- **PROBLEM REQUIREMENTS**: The records are to be copied exactly and in full.

- **GIVEN DATA**:
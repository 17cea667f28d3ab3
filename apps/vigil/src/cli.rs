//! Command line interface definition

use clap::Parser;
use std::path::PathBuf;
use std::time::Duration;
use vigil_config::{fixed_paths, RunOptions};

/// vigil - Deployment verification sweep
#[derive(Parser, Debug)]
#[command(name = "vigil")]
#[command(version = env!("CARGO_PKG_VERSION"))]
#[command(about = "Verify files, database schemas, HTTP endpoints and file digests")]
#[command(long_about = None)]
pub struct Cli {
    /// Path to the JSON configuration file
    #[arg(value_name = "CONFIG")]
    pub config: PathBuf,

    /// Audit log file (appended to)
    #[arg(long, value_name = "PATH", default_value = fixed_paths::LOG_FILE)]
    pub log_file: PathBuf,

    /// Where to write the digest manifest (overwritten)
    #[arg(long, value_name = "PATH", default_value = fixed_paths::MANIFEST_FILE)]
    pub manifest_out: PathBuf,

    /// Per-request HTTP timeout in seconds
    #[arg(long, value_name = "SECS", default_value_t = fixed_paths::HTTP_TIMEOUT_SECS,
          value_parser = clap::value_parser!(u64).range(1..))]
    pub timeout: u64,

    /// Number of endpoint requests in flight at once
    #[arg(long, value_name = "N", default_value_t = 1,
          value_parser = clap::value_parser!(u64).range(1..))]
    pub jobs: u64,

    /// Previous manifest to compare digests against
    #[arg(long, value_name = "PATH")]
    pub baseline: Option<PathBuf>,

    /// Output the report as JSON
    #[arg(long)]
    pub json: bool,

    /// Enable debug diagnostics on stderr
    #[arg(long)]
    pub debug: bool,
}

impl Cli {
    /// Runtime knobs derived from the flags
    pub fn run_options(&self) -> RunOptions {
        RunOptions {
            log_file: self.log_file.clone(),
            manifest_path: self.manifest_out.clone(),
            baseline: self.baseline.clone(),
            http_timeout: Duration::from_secs(self.timeout),
            endpoint_jobs: usize::try_from(self.jobs).unwrap_or(usize::MAX),
        }
    }
}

- **ANSWER TO THE PROBLEM**:
repository 17cea667f28d3ab3
filename apps/vigil/src/cli.rs
//! Command line interface definition

use clap::Parser;
use std::path::PathBuf;
use std::time::Duration;
use vigil_config::{fixed_paths, RunOptions};

/// vigil - Deployment verification sweep
#[derive(Parser, Debug)]
#[command(name = "vigil")]
#[command(version = env!("CARGO_PKG_VERSION"))]
#[command(about = "Verify files, database schemas, HTTP endpoints and file digests")]
#[command(long_about = None)]
pub struct Cli {
    /// Path to the JSON configuration file
    #[arg(value_name = "CONFIG")]
    pub config: PathBuf,

    /// Audit log file (appended to)
    #[arg(long, value_name = "PATH", default_value = fixed_paths::LOG_FILE)]
    pub log_file: PathBuf,

    /// Where to write the digest manifest (overwritten)
    #[arg(long, value_name = "PATH", default_value = fixed_paths::MANIFEST_FILE)]
    pub manifest_out: PathBuf,

    /// Per-request HTTP timeout in seconds
    #[arg(long, value_name = "SECS", default_value_t = fixed_paths::HTTP_TIMEOUT_SECS,
          value_parser = clap::value_parser!(u64).range(1..))]
    pub timeout: u64,

    /// Number of endpoint requests in flight at once
    #[arg(long, value_name = "N", default_value_t = 1,
          value_parser = clap::value_parser!(u64).range(1..))]
    pub jobs: u64,

    /// Previous manifest to compare digests against
    #[arg(long, value_name = "PATH")]
    pub baseline: Option<PathBuf>,

    /// Output the report as JSON
    #[arg(long)]
    pub json: bool,

    /// Enable debug diagnostics on stderr
    #[arg(long)]
    pub debug: bool,
}

impl Cli {
    /// Runtime knobs derived from the flags
    pub fn run_options(&self) -> RunOptions {
        RunOptions {
            log_file: self.log_file.clone(),
            manifest_path: self.manifest_out.clone(),
            baseline: self.baseline.clone(),
            http_timeout: Duration::from_secs(self.timeout),
            endpoint_jobs: usize::try_from(self.jobs).unwrap_or(usize::MAX),
        }
    }
}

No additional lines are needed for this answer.